What to produce: Within the records below, find each line with the word "published" and copy it out.

⁂

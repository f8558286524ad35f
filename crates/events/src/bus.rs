//! Per-job publish/subscribe on top of the [`JobRegistry`].
//!
//! Every job has its own observer set living next to its record inside the
//! job's slot lock. [`JobPublisher::publish`] appends to the backlog and
//! pushes to each observer's bounded queue under that lock, and
//! [`EventBus::attach`] snapshots the backlog and registers the observer
//! under the same lock. That is what makes replay-then-subscribe gap-free
//! and duplicate-free.
//!
//! Delivery never waits: a full observer queue means the observer has
//! fallen behind, so it is dropped and its stream ends. The caller is
//! expected to reconnect and replay.

use std::sync::atomic::Ordering;
use std::sync::Arc;

use slidecast_core::error::CoreError;
use slidecast_core::event::{EventKind, JobEvent, SequencedEvent};
use slidecast_core::status::JobStatus;
use slidecast_core::types::JobId;
use tokio::sync::mpsc;
use tokio::sync::mpsc::error::TrySendError;

use crate::registry::{JobRegistry, JobSlot};

/// Default capacity of each observer's outbound queue.
pub const DEFAULT_OBSERVER_CAPACITY: usize = 512;

/// Message of the terminal status published when a publisher is dropped
/// before the job finished.
const ABANDONED_MESSAGE: &str = "Runner stopped without reporting an outcome";

// ---------------------------------------------------------------------------
// EventBus
// ---------------------------------------------------------------------------

/// Cheaply cloneable handle to the process-wide bus.
#[derive(Clone)]
pub struct EventBus {
    registry: Arc<JobRegistry>,
    observer_capacity: usize,
}

impl EventBus {
    pub fn new(registry: Arc<JobRegistry>, observer_capacity: usize) -> Self {
        Self {
            registry,
            observer_capacity: observer_capacity.max(1),
        }
    }

    pub fn registry(&self) -> &Arc<JobRegistry> {
        &self.registry
    }

    /// Hand out the single publisher for `id`.
    ///
    /// A job has exactly one writer for its whole life; a second claim is a
    /// [`CoreError::Conflict`], even after the first publisher was dropped.
    pub fn claim_publisher(&self, id: &JobId) -> Result<JobPublisher, CoreError> {
        let slot = self.registry.slot(id)?;
        if slot.publisher_claimed.swap(true, Ordering::AcqRel) {
            return Err(CoreError::Conflict(format!(
                "job {id} already has a publisher"
            )));
        }
        Ok(JobPublisher {
            job_id: *id,
            slot,
            finished: false,
        })
    }

    /// Register a live observer for every event published from now on.
    pub fn subscribe(&self, id: &JobId) -> Result<Subscription, CoreError> {
        self.attach(id, 0).map(|attachment| attachment.subscription)
    }

    /// Snapshot the newest `limit` backlog entries and subscribe, atomically.
    ///
    /// The first live event the subscription yields is exactly the one
    /// following the last backlog entry returned.
    pub fn attach(&self, id: &JobId, limit: usize) -> Result<Attachment, CoreError> {
        let slot = self.registry.slot(id)?;
        let (tx, rx) = mpsc::channel(self.observer_capacity);

        let mut state = slot.lock();
        let backlog = state.record.tail(limit, None);
        let already_finished = state.record.is_terminal();
        let observer_id = state.next_observer;
        state.next_observer += 1;
        if already_finished {
            // Nothing will ever be published again; let the stream end.
            drop(tx);
        } else {
            state.observers.insert(observer_id, tx);
        }
        drop(state);

        tracing::debug!(
            job_id = %id,
            observer_id,
            replayed = backlog.len(),
            already_finished,
            "Observer attached",
        );

        Ok(Attachment {
            backlog,
            subscription: Subscription {
                handle: ObserverHandle {
                    job_id: *id,
                    observer_id,
                },
                receiver: rx,
                bus: self.clone(),
                finished: already_finished,
            },
        })
    }

    /// Remove an observer. Unknown or already removed handles are ignored.
    pub fn unsubscribe(&self, handle: &ObserverHandle) {
        let Ok(slot) = self.registry.slot(&handle.job_id) else {
            return;
        };
        let removed = slot.lock().observers.remove(&handle.observer_id).is_some();
        if removed {
            tracing::debug!(
                job_id = %handle.job_id,
                observer_id = handle.observer_id,
                "Observer detached",
            );
        }
    }

    /// The newest `limit` backlog entries in original order.
    pub fn replay(&self, id: &JobId, limit: usize) -> Result<Vec<SequencedEvent>, CoreError> {
        self.replay_kind(id, limit, None)
    }

    /// Like [`replay`](Self::replay), restricted to one event kind when
    /// `kind` is set.
    pub fn replay_kind(
        &self,
        id: &JobId,
        limit: usize,
        kind: Option<EventKind>,
    ) -> Result<Vec<SequencedEvent>, CoreError> {
        let slot = self.registry.slot(id)?;
        let state = slot.lock();
        Ok(state.record.tail(limit, kind))
    }

    /// The recorded `paper` event, if the job published one.
    pub fn paper_event(&self, id: &JobId) -> Result<Option<SequencedEvent>, CoreError> {
        let slot = self.registry.slot(id)?;
        let state = slot.lock();
        Ok(state.record.paper_event().cloned())
    }

    /// Number of observers currently attached to `id`.
    pub fn observer_count(&self, id: &JobId) -> Result<usize, CoreError> {
        let slot = self.registry.slot(id)?;
        let state = slot.lock();
        Ok(state.observers.len())
    }

    pub fn is_terminal(&self, id: &JobId) -> Result<bool, CoreError> {
        let slot = self.registry.slot(id)?;
        let state = slot.lock();
        Ok(state.record.is_terminal())
    }
}

// ---------------------------------------------------------------------------
// JobPublisher
// ---------------------------------------------------------------------------

/// The only writer for one job.
///
/// Dropping a publisher whose job has not reached a terminal status
/// publishes `failed`, so observers never wait on a job nobody drives.
pub struct JobPublisher {
    job_id: JobId,
    slot: Arc<JobSlot>,
    finished: bool,
}

impl std::fmt::Debug for JobPublisher {
    fn fmt(&self, f: &mut std::fmt::Formatter<'_>) -> std::fmt::Result {
        f.debug_struct("JobPublisher")
            .field("job_id", &self.job_id)
            .field("finished", &self.finished)
            .finish_non_exhaustive()
    }
}

impl JobPublisher {
    pub fn job_id(&self) -> JobId {
        self.job_id
    }

    /// Append `event` to the backlog and deliver it to every observer.
    ///
    /// Returns the assigned sequence number, or `None` when the record
    /// refused the event (status regression, duplicate paper, or anything
    /// after the terminal status). Refusals and delivery problems are
    /// logged and never surface as errors.
    pub fn publish(&mut self, event: JobEvent) -> Option<u64> {
        let mut state = self.slot.lock();

        let entry = match state.record.append(event) {
            Ok(entry) => entry,
            Err(rejection) => {
                tracing::warn!(
                    job_id = %self.job_id,
                    error = %rejection,
                    "Event rejected",
                );
                return None;
            }
        };

        let job_id = self.job_id;
        state
            .observers
            .retain(|observer_id, tx| match tx.try_send(entry.clone()) {
                Ok(()) => true,
                Err(TrySendError::Full(_)) => {
                    tracing::warn!(
                        job_id = %job_id,
                        observer_id = *observer_id,
                        seq = entry.seq,
                        "Observer queue full, dropping observer",
                    );
                    false
                }
                Err(TrySendError::Closed(_)) => false,
            });

        if entry.event.is_terminal() {
            // Closing the senders ends every live stream after this event.
            state.observers.clear();
            self.finished = true;
        }

        Some(entry.seq)
    }

    /// Last known progress of the job.
    pub fn progress(&self) -> f64 {
        self.slot.lock().record.progress()
    }

    pub fn status(&self) -> JobStatus {
        self.slot.lock().record.status()
    }

    pub fn is_terminal(&self) -> bool {
        self.finished || self.slot.lock().record.is_terminal()
    }
}

impl Drop for JobPublisher {
    fn drop(&mut self) {
        if self.is_terminal() {
            return;
        }
        tracing::error!(job_id = %self.job_id, "Publisher dropped before the job finished");
        let progress = self.progress();
        self.publish(JobEvent::status(
            JobStatus::Failed,
            progress,
            Some(ABANDONED_MESSAGE.to_string()),
        ));
    }
}

// ---------------------------------------------------------------------------
// Subscription
// ---------------------------------------------------------------------------

/// Identifies one observer of one job.
#[derive(Debug, Clone, Copy, PartialEq, Eq, Hash)]
pub struct ObserverHandle {
    pub job_id: JobId,
    pub observer_id: u64,
}

/// Result of [`EventBus::attach`]: the replayed prefix plus the live tail.
pub struct Attachment {
    pub backlog: Vec<SequencedEvent>,
    pub subscription: Subscription,
}

/// Live event stream for one observer.
///
/// The stream ends (`recv` yields `None`) after the terminal event, when
/// the observer was dropped for lagging, or after an explicit
/// [`unsubscribe`](Self::unsubscribe). [`finished`](Self::finished) tells
/// the first case apart from the others. Dropping the subscription
/// unsubscribes.
pub struct Subscription {
    handle: ObserverHandle,
    receiver: mpsc::Receiver<SequencedEvent>,
    bus: EventBus,
    finished: bool,
}

impl std::fmt::Debug for Subscription {
    fn fmt(&self, f: &mut std::fmt::Formatter<'_>) -> std::fmt::Result {
        f.debug_struct("Subscription")
            .field("handle", &self.handle)
            .field("finished", &self.finished)
            .finish_non_exhaustive()
    }
}

impl Subscription {
    pub fn handle(&self) -> ObserverHandle {
        self.handle
    }

    /// Wait for the next live event.
    pub async fn recv(&mut self) -> Option<SequencedEvent> {
        let entry = self.receiver.recv().await?;
        if entry.event.is_terminal() {
            self.finished = true;
        }
        Some(entry)
    }

    /// Take the next already queued event without waiting.
    pub fn try_recv(&mut self) -> Option<SequencedEvent> {
        let entry = self.receiver.try_recv().ok()?;
        if entry.event.is_terminal() {
            self.finished = true;
        }
        Some(entry)
    }

    /// Whether the stream ended because the job reached a terminal status.
    pub fn finished(&self) -> bool {
        self.finished
    }

    /// Stop live delivery. Safe to call repeatedly.
    pub fn unsubscribe(&self) {
        self.bus.unsubscribe(&self.handle);
    }
}

impl Drop for Subscription {
    fn drop(&mut self) {
        self.bus.unsubscribe(&self.handle);
    }
}

// ---------------------------------------------------------------------------
// Tests
// ---------------------------------------------------------------------------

⁂

Problem solution:
/// Message of the terminal status published when a publisher is dropped
    /// Register a live observer for every event published from now on.
            // Nothing will ever be published again; let the stream end.
    /// The recorded `paper` event, if the job published one.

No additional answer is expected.